Heather (21) and Betty (19) had been at home together, been at school together, and so had not been apart enough for them to have written letters to each other..  On the 27th May 1936, they had arrived back in England with their parents, after a trip round Central and South Africa.  On the voyage back, Betty had met and fallen in love with G.  In August, he asked her to marry him, and she accepted.  Heather was away in the North of England, so Betty wrote to tell her big sister of the engagement.

This was possibly the first letter from Betty to Heather, and it has not survived; but it prompted a reply from Heather, which is the first on this WebSite.

To read any letter click on its Link - the title starts with the date in yyyymmdd format, year, month, day - if month and / or day is zero, that is because the date is missing.  When you have finished a letter, just press Alt and the F4. key to return here:-

19360815  Heather to Betty, responding to news of Betty's engagement, 8 small hand-written pages.
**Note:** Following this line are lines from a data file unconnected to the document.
//! Chain module - per-network client used by the orchestrator
//!
//! This module provides:
//! - The `ChainClient` capability surface (nonce, sign, send, confirm)
//! - An ethers-backed implementation with bounded receipt waits

pub mod provider;

pub use provider::EthersChainClient;

use crate::error::BridgeResult;
use crate::tx::BridgeTransaction;

use async_trait::async_trait;
use ethers::signers::LocalWallet;
use ethers::types::{Address, Bytes, H256};

/// Inclusion record for a submitted transaction
#[derive(Debug, Clone, PartialEq)]
pub struct Receipt {
    pub tx_hash: H256,
    pub block_number: u64,
    /// `Some(1)` success, `Some(0)` reverted, `None` pre-byzantium
    pub status: Option<u64>,
}

impl Receipt {
    pub fn succeeded(&self) -> bool {
        self.status != Some(0)
    }
}

/// Operations against a single network
#[cfg_attr(test, mockall::automock)]
#[async_trait]
pub trait ChainClient: Send + Sync {
    /// Chain ID this client is bound to
    fn chain_id(&self) -> u64;

    /// Verify the endpoint is reachable and serves the expected chain
    async fn check_connectivity(&self) -> BridgeResult<()>;

    /// Next nonce for `address`, pending transactions included
    async fn get_nonce(&self, address: Address) -> BridgeResult<u64>;

    /// Sign and RLP-encode a transaction
    async fn sign(&self, tx: &BridgeTransaction, wallet: &LocalWallet) -> BridgeResult<Bytes>;

    /// Submit a signed transaction
    async fn send(&self, raw: Bytes) -> BridgeResult<H256>;

    /// Wait until the transaction is mined or the receipt timeout expires
    async fn await_receipt(&self, tx_hash: H256) -> BridgeResult<Receipt>;
}

#[cfg(test)]
pub(crate) mod testing {
    //! Recording in-memory chain used by orchestration tests

    use super::*;
    use crate::error::BridgeError;

    use std::sync::{Arc, Mutex};

    /// One recorded call: (chain id, operation)
    pub(crate) type CallLog = Arc<Mutex<Vec<(u64, &'static str)>>>;

    struct FakeState {
        nonce: u64,
        block: u64,
        sent_nonces: Vec<u64>,
        pending_nonce: Option<u64>,
    }

    /// In-memory chain: nonce advances on every accepted send
    pub(crate) struct FakeChain {
        chain_id: u64,
        log: CallLog,
        state: Mutex<FakeState>,
        fail_send: bool,
        revert: bool,
        stall: bool,
    }

    impl FakeChain {
        pub(crate) fn new(chain_id: u64, log: CallLog) -> Self {
            Self {
                chain_id,
                log,
                state: Mutex::new(FakeState {
                    nonce: 0,
                    block: 100,
                    sent_nonces: Vec::new(),
                    pending_nonce: None,
                }),
                fail_send: false,
                revert: false,
                stall: false,
            }
        }

        pub(crate) fn failing_sends(mut self) -> Self {
            self.fail_send = true;
            self
        }

        pub(crate) fn reverting(mut self) -> Self {
            self.revert = true;
            self
        }

        /// Receipts never arrive
        pub(crate) fn stalled(mut self) -> Self {
            self.stall = true;
            self
        }

        pub(crate) fn sent_nonces(&self) -> Vec<u64> {
            self.state.lock().unwrap().sent_nonces.clone()
        }

        fn record(&self, op: &'static str) {
            self.log.lock().unwrap().push((self.chain_id, op));
        }
    }

    #[async_trait]
    impl ChainClient for FakeChain {
        fn chain_id(&self) -> u64 {
            self.chain_id
        }

        async fn check_connectivity(&self) -> BridgeResult<()> {
            self.record("check_connectivity");
            Ok(())
        }

        async fn get_nonce(&self, _address: Address) -> BridgeResult<u64> {
            self.record("get_nonce");
            Ok(self.state.lock().unwrap().nonce)
        }

        async fn sign(&self, tx: &BridgeTransaction, _wallet: &LocalWallet) -> BridgeResult<Bytes> {
            self.record("sign");
            self.state.lock().unwrap().pending_nonce = Some(tx.nonce);
            Ok(tx.data.clone())
        }

        async fn send(&self, _raw: Bytes) -> BridgeResult<H256> {
            self.record("send");
            if self.fail_send {
                return Err(BridgeError::rpc(self.chain_id, "send", "insufficient funds"));
            }

            let mut state = self.state.lock().unwrap();
            let nonce = state.pending_nonce.take().unwrap_or(state.nonce);
            state.sent_nonces.push(nonce);
            state.nonce = nonce + 1;
            Ok(H256::from_low_u64_be(self.chain_id * 1_000 + nonce))
        }

        async fn await_receipt(&self, tx_hash: H256) -> BridgeResult<Receipt> {
            self.record("await_receipt");
            if self.stall {
                std::future::pending::<()>().await;
            }
            let mut state = self.state.lock().unwrap();
            state.block += 1;
            Ok(Receipt {
                tx_hash,
                block_number: state.block,
                status: Some(if self.revert { 0 } else { 1 }),
            })
        }
    }
}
Betty and G. were married on the 24th of September, 1936, and sailed on the Dunnottar Castle to Capetown.  Betty typed her letters home, with a copy to her parents and a copy to her parents-in-law - this she called a "portmanteau", and each copy often had an individual "suitcase" for that recipient.  Letters took about a month in transit, and replies another month.  Betty & G. cotinued their 1500 mile journey  by train from Capetown to Livingstone (then the capital of Northern Rhodesia).  They passed through Kimberley & Mafeking to Bulawayo, and on this leg Betty typed the first of her Potmanteaux, P 001, on 16 October 1936,  This was probably posted at Bulawayo, where (with half a day's lay-over) they changed trains for the last leg North.  The trains weren't very fast  probably about 40 mph -so the journey took a couple of days and nights.  Heather and Betty had done that trip earlier in the year with their parents; Heather now read that Portmanteau, and was prompted to reply :-

19361028 Heather to Betty. reaction to Betty's first letter home from Africa, 13 typed pags 

Betty continued her journey by train up to Livingstone, and from there by barge up the Zambesi to Sesheke.  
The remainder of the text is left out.